Fig. 3. Seeded cells secrete small aggregates.

Culture medium was collected at defined time points after seeding and imaged with AD-PAINT. a Super-resolution images of extracellular aggregates. Secreted aggregates accumulate over time following seeding (b), while their length (c) and eccentricity (d) increase slightly. Statistical difference was determined by two-way ANOVA with Tukey’s multiple comparison test. *p < 0.05, **p < 0.01, ***p < 0.001. Mean ± SD from three biological replicates. Scale bars in a: 500 nm (main panels) and 25 nm (insets).

Fig. 4. Seeded cells secrete high levels of Aβ and α-syn aggregates.

Immunodepletion of Aβ and α-syn from culture medium was carried out using 6E10 or Syn211 antibody. The immunodepleted media were then imaged with AD-PAINT. a Number of aggregates per µm² after immunodepletion. b Percentage of aggregates >75 nm in the detected population. c Numbers of aggregates removed by depletion with antibodies against Aβ and α-syn at defined time points. The numbers were calculated using the mean values of medium only controls and immunodepleted media as shown in a. Secreted aggregate of both Aβ and α-syn accumulate over time.

Fig. 5. Schematic summary of α-syn seeded aggregation in SH-SY5Y cells.

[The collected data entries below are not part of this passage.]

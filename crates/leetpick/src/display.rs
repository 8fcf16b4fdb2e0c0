use std::io::{self, BufRead, Write};

use colored::Colorize;

use leetpick_core::{Catalog, Console, Difficulty, Problem, ProblemId, SessionOutcome};

/// Console on stdin/stdout.
pub struct TerminalConsole<'a> {
    catalog: &'a Catalog,
    interest: Vec<String>,
    input: Box<dyn BufRead + 'a>,
}

impl<'a> TerminalConsole<'a> {
    pub fn new(catalog: &'a Catalog, interest: Vec<String>) -> Self {
        Self {
            catalog,
            interest,
            input: Box::new(io::stdin().lock()),
        }
    }
}

impl Console for TerminalConsole<'_> {
    fn read_line(&mut self, prompt: &str) -> io::Result<Option<String>> {
        println!("{}", prompt.dimmed());
        io::stdout().flush()?;

        let mut line = String::new();
        if self.input.read_line(&mut line)? == 0 {
            return Ok(None);
        }
        Ok(Some(line.trim_end_matches(['\r', '\n']).to_string()))
    }

    fn notice(&mut self, message: &str) {
        println!("{}", message);
    }

    fn present(&mut self, label: &str, problem: &Problem) {
        println!();
        println!("{}", format!("{}:", label).bright_blue().bold());
        println!("{} {}", problem.id.to_string().bold(), problem.name);
        println!("{}", problem.link.dimmed());
    }

    fn info(&mut self, problem: &Problem) {
        print_info(self.catalog, &self.interest, problem.id);
    }
}

pub fn difficulty_phrase(difficulty: Difficulty) -> &'static str {
    match difficulty {
        Difficulty::Easy => "considered easy",
        Difficulty::Medium => "medium difficulty",
        Difficulty::Hard => "Hard",
    }
}

/// The two lines shown by `info`, or `None` for an unknown id.
pub fn render_info(catalog: &Catalog, interest: &[String], id: ProblemId) -> Option<[String; 2]> {
    let problem = catalog.get(id)?;
    let asked = catalog.companies_for(id);

    let matching: Vec<&str> = asked
        .iter()
        .filter(|company| interest.contains(company))
        .map(String::as_str)
        .collect();
    let shown: Vec<&str> = if matching.is_empty() {
        asked.iter().take(5).map(String::as_str).collect()
    } else {
        matching.clone()
    };

    Some([
        format!(
            "{} {} is {}: {} of submissions pass",
            id,
            problem.name,
            difficulty_phrase(problem.difficulty),
            problem.acceptance
        ),
        format!(
            "{} companies have asked this question including: {}",
            matching.len(),
            shown.join(", ")
        ),
    ])
}

pub fn print_info(catalog: &Catalog, interest: &[String], id: ProblemId) {
    match render_info(catalog, interest, id) {
        Some([summary, companies]) => {
            println!("{}", summary);
            println!("{}", companies);
        }
        None => println!("{}", format!("No problem with id {} in the catalog.", id).dimmed()),
    }
}

/// Ids in the same shape as a list literal: `[12, 45]`
pub fn format_id_list(ids: &[ProblemId]) -> String {
    let inner: Vec<String> = ids.iter().map(|id| id.to_string()).collect();
    format!("[{}]", inner.join(", "))
}

pub fn print_outcome(outcome: &SessionOutcome) {
    match outcome {
        SessionOutcome::Completed {
            tally,
            total_duration_secs,
            ..
        } => {
            eprintln!();
            eprintln!("{}", "=== SESSION COMPLETE ===".bright_green().bold());
            eprintln!("Solved {} of {} attempted", tally.solved, tally.attempted);
            eprintln!("Duration: {}", format_duration(*total_duration_secs));
        }
        SessionOutcome::Quit {
            tally,
            total_duration_secs,
            ..
        } => {
            eprintln!();
            eprintln!("{}", "=== SESSION ENDED ===".bright_yellow().bold());
            eprintln!(
                "Stopped after {} attempt(s), {} solved",
                tally.attempted, tally.solved
            );
            eprintln!("Duration: {}", format_duration(*total_duration_secs));
        }
        SessionOutcome::Exhausted => {
            eprintln!();
            eprintln!("{}", "=== NOTHING TO PRACTICE ===".bright_red().bold());
            eprintln!("Every problem matching these lists is already done or skipped.");
        }
    }
}

pub fn format_duration(secs: f64) -> String {
    if secs < 60.0 {
        format!("{:.0}s", secs)
    } else {
        let mins = (secs / 60.0).floor() as u64;
        let remaining_secs = (secs % 60.0) as u64;
        format!("{}m {}s", mins, remaining_secs)
    }
}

The schematic summarizes the cellular responses after α-syn seeds are internalized measured in this study. In a, the cells can only be seeded by the fibrillar form of α-syn aggregates after sonication, not by monomeric form, in an inefficient way (shown as low seeding probability). The α-syn seeds that escape from autophagy-dependent degradation effectively replicate in cells by recruiting endogenous α-syn monomers. Proteasomes, which are responsible for protein degradation and quality control in cells, facilitate the replication process by accelerating fibril fragmentation. The resulting α-syn aggregates are secreted by the cells and accumulate in the cytosol. b In contrast under basal conditions, aggregates that form in the cytosol are either degraded or secreted by the cell; hence there is no accumulation of aggregates.